> [EXERCISE REQUIREMENTS]
Your answer is one number: the count of lines below that hold the word "format".

> [THE DATA]
/---
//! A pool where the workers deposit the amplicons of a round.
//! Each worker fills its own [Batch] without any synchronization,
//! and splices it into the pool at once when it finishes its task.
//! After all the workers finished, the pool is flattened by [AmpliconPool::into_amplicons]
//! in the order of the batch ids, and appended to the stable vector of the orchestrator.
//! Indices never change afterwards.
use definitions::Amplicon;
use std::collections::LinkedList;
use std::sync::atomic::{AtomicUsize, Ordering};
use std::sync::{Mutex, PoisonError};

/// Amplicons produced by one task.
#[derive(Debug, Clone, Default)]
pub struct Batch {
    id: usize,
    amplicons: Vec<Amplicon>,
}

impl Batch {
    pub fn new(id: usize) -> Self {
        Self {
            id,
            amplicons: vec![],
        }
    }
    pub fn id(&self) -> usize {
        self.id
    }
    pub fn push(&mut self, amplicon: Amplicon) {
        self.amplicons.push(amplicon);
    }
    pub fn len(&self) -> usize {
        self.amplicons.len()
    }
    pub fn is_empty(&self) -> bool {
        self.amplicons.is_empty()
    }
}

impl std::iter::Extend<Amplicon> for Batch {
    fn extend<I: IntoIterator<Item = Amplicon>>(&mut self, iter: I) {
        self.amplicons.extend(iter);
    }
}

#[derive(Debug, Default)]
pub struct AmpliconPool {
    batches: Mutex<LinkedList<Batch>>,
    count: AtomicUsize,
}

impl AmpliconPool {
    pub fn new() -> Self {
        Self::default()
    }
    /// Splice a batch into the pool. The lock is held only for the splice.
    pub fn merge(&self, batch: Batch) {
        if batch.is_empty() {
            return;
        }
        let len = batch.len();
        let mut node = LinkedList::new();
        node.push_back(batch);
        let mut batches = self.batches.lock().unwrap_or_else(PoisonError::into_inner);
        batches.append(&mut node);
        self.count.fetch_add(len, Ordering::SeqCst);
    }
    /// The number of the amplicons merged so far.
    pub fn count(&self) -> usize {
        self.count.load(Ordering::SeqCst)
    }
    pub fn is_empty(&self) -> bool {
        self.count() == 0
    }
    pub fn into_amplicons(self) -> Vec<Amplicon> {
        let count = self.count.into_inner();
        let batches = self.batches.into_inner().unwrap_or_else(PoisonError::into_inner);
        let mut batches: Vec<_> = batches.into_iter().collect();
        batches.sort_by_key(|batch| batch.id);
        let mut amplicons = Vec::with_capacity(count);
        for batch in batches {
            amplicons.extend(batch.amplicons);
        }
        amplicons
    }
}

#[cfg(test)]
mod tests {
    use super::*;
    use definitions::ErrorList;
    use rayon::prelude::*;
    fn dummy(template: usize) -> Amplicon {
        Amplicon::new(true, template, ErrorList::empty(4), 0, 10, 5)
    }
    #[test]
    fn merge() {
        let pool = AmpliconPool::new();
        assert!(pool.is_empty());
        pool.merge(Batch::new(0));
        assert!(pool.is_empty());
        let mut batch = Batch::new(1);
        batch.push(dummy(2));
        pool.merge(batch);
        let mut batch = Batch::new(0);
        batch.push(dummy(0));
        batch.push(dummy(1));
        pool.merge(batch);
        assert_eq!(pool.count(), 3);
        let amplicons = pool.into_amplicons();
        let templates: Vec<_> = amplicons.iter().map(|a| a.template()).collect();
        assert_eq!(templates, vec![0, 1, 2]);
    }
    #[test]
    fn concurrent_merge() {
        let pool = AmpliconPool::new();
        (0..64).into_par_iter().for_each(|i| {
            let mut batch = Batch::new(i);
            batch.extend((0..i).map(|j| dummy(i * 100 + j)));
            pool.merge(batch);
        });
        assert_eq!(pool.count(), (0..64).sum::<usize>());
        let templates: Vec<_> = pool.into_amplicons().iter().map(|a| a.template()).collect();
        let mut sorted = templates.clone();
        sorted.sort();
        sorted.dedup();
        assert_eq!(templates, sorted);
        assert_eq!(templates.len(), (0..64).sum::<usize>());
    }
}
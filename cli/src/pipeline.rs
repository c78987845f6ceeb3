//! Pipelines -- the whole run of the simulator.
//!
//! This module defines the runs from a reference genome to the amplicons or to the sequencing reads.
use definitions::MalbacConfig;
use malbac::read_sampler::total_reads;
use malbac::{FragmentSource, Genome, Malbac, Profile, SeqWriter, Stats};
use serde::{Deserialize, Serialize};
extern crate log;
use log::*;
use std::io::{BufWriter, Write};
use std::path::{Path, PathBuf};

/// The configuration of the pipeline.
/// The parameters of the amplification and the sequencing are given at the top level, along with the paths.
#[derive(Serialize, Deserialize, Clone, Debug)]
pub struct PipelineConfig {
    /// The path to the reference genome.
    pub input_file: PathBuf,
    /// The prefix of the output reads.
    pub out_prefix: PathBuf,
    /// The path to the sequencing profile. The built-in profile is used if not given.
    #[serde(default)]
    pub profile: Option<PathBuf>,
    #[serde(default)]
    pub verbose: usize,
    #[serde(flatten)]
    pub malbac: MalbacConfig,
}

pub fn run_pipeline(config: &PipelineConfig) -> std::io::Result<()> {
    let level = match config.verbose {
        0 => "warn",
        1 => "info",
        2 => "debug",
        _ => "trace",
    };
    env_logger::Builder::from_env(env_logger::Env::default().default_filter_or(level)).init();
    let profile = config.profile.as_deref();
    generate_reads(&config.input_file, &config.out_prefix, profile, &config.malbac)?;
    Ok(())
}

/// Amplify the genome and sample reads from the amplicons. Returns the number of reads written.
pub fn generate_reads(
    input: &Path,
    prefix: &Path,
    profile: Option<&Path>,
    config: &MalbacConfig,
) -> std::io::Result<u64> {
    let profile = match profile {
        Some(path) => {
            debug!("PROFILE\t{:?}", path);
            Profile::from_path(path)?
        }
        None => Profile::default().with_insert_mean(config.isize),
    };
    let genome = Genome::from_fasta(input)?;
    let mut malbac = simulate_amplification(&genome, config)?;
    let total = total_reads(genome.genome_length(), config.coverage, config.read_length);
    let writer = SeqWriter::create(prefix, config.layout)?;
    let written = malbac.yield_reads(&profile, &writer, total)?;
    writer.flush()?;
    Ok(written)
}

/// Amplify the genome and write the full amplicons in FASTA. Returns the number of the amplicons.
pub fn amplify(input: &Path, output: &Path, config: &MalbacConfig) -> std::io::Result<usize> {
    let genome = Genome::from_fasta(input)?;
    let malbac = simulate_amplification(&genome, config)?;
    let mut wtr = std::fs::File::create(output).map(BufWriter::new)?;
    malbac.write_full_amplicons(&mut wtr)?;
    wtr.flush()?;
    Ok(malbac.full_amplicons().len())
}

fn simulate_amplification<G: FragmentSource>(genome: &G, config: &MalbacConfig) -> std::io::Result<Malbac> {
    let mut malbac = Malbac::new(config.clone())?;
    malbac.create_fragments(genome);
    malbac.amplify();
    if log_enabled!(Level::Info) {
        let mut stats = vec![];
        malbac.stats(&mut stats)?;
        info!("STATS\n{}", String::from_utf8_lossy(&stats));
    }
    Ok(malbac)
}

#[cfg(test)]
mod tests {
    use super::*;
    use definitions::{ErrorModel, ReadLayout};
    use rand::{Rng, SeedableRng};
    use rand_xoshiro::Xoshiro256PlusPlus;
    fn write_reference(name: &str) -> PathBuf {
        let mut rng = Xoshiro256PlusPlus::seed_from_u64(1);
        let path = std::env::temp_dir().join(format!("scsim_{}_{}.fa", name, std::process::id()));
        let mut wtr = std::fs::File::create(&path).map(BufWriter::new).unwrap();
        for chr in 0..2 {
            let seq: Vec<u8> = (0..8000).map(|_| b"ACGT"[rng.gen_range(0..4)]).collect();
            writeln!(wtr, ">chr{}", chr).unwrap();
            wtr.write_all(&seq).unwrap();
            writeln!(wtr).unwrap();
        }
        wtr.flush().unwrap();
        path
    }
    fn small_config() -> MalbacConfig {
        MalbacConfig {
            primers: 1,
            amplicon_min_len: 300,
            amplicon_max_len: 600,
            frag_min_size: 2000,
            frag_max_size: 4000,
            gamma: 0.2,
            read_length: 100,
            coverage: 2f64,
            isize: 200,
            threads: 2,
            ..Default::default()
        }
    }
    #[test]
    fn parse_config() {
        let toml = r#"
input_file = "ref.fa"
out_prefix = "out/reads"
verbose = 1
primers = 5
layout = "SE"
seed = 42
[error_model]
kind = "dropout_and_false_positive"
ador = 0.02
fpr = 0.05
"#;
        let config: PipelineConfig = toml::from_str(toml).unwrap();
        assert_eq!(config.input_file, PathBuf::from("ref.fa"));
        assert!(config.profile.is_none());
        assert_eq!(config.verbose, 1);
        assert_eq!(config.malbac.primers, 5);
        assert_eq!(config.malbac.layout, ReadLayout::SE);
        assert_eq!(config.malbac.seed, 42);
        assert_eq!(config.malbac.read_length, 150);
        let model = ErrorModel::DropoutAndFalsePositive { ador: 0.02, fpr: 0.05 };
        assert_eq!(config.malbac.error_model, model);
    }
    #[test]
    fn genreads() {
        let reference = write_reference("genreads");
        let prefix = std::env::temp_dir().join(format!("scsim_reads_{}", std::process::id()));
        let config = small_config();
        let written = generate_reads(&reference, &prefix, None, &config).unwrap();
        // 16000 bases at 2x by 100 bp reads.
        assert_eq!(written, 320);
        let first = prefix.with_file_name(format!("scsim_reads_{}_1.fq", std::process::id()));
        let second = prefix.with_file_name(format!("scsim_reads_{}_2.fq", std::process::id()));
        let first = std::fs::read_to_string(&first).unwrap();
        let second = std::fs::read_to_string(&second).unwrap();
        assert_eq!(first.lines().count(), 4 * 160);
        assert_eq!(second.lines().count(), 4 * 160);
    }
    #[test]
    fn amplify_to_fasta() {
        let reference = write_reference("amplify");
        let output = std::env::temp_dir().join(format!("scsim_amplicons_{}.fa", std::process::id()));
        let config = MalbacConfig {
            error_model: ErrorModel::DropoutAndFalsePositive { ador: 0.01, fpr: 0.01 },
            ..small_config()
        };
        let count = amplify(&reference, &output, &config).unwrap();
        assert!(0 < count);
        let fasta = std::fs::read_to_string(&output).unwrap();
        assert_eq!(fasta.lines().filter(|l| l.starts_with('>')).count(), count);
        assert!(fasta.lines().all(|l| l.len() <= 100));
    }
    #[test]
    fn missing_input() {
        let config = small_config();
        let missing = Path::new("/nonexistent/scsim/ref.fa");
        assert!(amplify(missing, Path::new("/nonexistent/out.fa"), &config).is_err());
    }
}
\---
/---
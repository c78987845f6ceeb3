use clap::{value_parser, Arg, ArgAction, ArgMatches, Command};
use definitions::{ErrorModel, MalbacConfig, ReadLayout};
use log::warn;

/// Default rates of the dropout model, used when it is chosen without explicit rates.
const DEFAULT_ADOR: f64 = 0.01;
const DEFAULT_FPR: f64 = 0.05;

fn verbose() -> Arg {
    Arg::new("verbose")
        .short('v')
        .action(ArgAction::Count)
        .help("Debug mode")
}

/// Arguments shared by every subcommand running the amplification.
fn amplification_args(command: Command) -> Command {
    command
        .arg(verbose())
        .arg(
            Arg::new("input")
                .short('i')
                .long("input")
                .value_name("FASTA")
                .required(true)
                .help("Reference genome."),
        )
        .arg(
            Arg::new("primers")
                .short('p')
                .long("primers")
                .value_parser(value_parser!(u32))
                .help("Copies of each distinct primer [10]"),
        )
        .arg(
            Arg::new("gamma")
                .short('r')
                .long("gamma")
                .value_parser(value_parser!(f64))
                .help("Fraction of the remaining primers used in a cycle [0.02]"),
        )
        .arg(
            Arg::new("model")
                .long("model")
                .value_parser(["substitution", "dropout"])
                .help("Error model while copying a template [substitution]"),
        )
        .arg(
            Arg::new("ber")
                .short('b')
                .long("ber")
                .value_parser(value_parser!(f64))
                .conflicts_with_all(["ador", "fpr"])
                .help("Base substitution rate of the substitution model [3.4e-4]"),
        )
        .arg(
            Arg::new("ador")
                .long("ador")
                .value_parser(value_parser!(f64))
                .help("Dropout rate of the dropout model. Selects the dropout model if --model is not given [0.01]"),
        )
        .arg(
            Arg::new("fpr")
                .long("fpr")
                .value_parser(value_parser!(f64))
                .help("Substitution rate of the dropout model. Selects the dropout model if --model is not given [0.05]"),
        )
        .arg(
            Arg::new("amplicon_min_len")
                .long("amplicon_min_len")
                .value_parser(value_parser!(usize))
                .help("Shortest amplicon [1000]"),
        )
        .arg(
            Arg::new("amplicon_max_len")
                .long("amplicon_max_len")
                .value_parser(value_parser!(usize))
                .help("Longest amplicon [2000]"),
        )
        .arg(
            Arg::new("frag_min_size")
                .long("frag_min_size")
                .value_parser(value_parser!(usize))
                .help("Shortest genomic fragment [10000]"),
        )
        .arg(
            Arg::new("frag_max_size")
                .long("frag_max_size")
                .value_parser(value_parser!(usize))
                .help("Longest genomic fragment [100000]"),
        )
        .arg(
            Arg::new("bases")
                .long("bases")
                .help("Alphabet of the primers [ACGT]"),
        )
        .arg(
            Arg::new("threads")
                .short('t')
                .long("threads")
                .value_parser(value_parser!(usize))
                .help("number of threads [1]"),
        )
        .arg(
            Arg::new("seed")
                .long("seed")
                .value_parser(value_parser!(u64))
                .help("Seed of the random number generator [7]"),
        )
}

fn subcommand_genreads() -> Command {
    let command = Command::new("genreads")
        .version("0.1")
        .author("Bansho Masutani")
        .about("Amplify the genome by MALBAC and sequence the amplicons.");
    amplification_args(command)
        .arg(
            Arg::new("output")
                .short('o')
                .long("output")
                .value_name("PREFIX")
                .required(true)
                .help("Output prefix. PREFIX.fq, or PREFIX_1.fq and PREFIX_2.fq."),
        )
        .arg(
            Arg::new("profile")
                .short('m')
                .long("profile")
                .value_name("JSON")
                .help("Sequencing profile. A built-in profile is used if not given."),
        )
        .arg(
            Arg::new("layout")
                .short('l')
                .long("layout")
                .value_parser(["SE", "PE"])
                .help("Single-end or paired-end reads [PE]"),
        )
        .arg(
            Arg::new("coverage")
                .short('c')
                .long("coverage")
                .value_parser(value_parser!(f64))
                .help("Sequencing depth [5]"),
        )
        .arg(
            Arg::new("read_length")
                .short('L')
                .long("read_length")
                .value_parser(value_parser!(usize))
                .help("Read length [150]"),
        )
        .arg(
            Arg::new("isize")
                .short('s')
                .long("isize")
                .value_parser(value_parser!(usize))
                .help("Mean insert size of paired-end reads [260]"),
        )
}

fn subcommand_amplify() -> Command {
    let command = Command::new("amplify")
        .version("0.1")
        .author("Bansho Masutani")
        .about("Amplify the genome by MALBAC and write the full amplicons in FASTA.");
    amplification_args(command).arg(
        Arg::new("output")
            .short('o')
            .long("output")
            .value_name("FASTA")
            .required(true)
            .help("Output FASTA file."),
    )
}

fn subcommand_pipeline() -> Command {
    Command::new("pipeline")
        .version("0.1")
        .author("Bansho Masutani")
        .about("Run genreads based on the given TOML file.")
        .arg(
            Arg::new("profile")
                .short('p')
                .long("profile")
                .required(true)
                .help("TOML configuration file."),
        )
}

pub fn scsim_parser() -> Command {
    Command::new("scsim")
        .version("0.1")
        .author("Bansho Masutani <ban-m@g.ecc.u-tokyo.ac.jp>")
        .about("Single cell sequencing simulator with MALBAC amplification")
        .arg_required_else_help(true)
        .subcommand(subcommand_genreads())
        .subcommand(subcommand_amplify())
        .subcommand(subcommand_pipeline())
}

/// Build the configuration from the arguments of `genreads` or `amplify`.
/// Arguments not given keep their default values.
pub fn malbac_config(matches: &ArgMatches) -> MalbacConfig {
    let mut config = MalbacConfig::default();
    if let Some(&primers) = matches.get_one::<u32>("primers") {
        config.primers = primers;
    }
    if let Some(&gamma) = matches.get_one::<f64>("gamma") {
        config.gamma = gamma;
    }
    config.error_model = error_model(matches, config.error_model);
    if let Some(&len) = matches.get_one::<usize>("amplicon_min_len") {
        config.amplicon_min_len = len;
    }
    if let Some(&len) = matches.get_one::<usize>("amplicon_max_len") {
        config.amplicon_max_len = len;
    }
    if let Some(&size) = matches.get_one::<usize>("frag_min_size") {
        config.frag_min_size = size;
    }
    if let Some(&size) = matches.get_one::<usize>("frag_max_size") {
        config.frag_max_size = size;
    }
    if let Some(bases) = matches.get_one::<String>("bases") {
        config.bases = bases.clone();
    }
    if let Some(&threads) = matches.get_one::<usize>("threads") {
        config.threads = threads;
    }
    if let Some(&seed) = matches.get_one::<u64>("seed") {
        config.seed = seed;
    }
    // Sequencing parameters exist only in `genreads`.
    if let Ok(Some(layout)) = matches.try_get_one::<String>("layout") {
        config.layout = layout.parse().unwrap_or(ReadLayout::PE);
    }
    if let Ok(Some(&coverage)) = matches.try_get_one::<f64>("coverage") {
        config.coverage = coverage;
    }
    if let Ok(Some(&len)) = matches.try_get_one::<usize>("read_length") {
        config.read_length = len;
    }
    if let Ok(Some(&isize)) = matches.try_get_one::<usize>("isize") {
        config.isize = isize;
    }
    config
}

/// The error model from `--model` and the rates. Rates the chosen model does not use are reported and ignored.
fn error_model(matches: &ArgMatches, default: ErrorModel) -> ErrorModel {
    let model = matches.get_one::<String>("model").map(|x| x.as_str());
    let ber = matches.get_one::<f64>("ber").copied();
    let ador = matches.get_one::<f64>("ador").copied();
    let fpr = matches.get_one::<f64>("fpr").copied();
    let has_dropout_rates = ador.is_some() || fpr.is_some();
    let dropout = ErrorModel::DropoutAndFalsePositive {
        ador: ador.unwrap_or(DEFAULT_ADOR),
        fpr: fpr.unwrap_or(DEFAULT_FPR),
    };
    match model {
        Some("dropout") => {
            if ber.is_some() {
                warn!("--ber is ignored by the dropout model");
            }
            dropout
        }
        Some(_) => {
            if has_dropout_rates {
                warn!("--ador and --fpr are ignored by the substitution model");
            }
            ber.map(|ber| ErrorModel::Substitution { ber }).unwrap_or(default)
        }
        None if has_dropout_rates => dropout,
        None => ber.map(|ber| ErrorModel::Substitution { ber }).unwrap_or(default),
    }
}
\---
> [EXERCISE SOLUTION]
5